Alternatively you can use the csv module in the standard library to
load all the data as strings
import csv
with open('file.csv', 'rb') as csvfile:
data = list(csv.reader(csvfile, delimiter=';'))
This will give you a list of lists of strings rather than a numpy
array. Afterwards you can convert the integer values to int if you
want like so:
for row in data:
row[0] = int(row[0])
This works because lists can store heterogeneous data, unlike numpy arrays.
Either of the above will let you access the data with e.g. data[2][7]
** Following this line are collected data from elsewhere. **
//! Final score assembly: clamp each prediction and pair it with its wallet.

use walletscore_core::error::ModelError;
use walletscore_core::types::{clamp_score, WalletFeatures, WalletScore};

/// One [`WalletScore`] per row of `table`, in table order.
///
/// `predictions[i]` belongs to `table[i]`. Clamping is idempotent, so
/// already-bounded values pass through unchanged.
pub fn finalize(table: &[WalletFeatures], predictions: &[f64]) -> Result<Vec<WalletScore>, ModelError> {
    if table.len() != predictions.len() {
        return Err(ModelError::LabelCountMismatch {
            rows: table.len(),
            labels: predictions.len(),
        });
    }
    Ok(table
        .iter()
        .zip(predictions)
        .map(|(f, &p)| WalletScore {
            wallet: f.wallet.clone(),
            score: clamp_score(p),
        })
        .collect())
}
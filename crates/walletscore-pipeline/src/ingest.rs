//! JSON export ingestion.

use std::path::Path;

use tracing::info;
use walletscore_core::normalize::{normalize_json, Normalized};

use crate::error::PipelineError;

/// Read and normalize an export file.
pub fn load_events(path: &Path) -> Result<Normalized, PipelineError> {
    let text = std::fs::read_to_string(path).map_err(|e| PipelineError::io(path, e))?;
    let normalized = normalize_json(&text)?;
    info!(
        path = %path.display(),
        events = normalized.events.len(),
        "ingest: export loaded"
    );
    Ok(normalized)
}
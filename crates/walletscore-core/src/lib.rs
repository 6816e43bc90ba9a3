//! # walletscore-core
//! Foundation types, input normalization, and per-wallet feature aggregation.

pub mod aggregate;
pub mod constants;
pub mod error;
pub mod normalize;
pub mod traits;
pub mod types;

pub use aggregate::{aggregate, FeatureAggregator};
pub use error::{InputError, ModelError, ScoreError};
pub use normalize::{normalize_json, normalize_records, Normalized};
pub use traits::{LabelHeuristic, Regressor};
pub use types::{clamp_score, ActionKind, Event, Feature, WalletFeatures, WalletScore};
to get the value from the 8th column of the 3rd row. However, I think
that the better thing to do though would be to use a csv.DictReader
and store your data as a list of dicts. This would look like:
# Change this to names that actually describe each column of your data
columns = ['sample_rate', 'channel_name', 'electrode_number',
'lowpass_filter',...]
data = []
with open('file.csv') as csvfile:
for row in csv.DictReader(csvfile, fieldnames=columns, delimiter=';'):
# Convert non-string data here e.g.:
row['sample_rate'] = int(row['sample_rate'])
data.append(row)
Now you can access the data using e.g. data[0]['channel_name'] which I
think is better than data[0][1] and you can store data of
heterogeneous type e.g. int, str, etc. in the same row.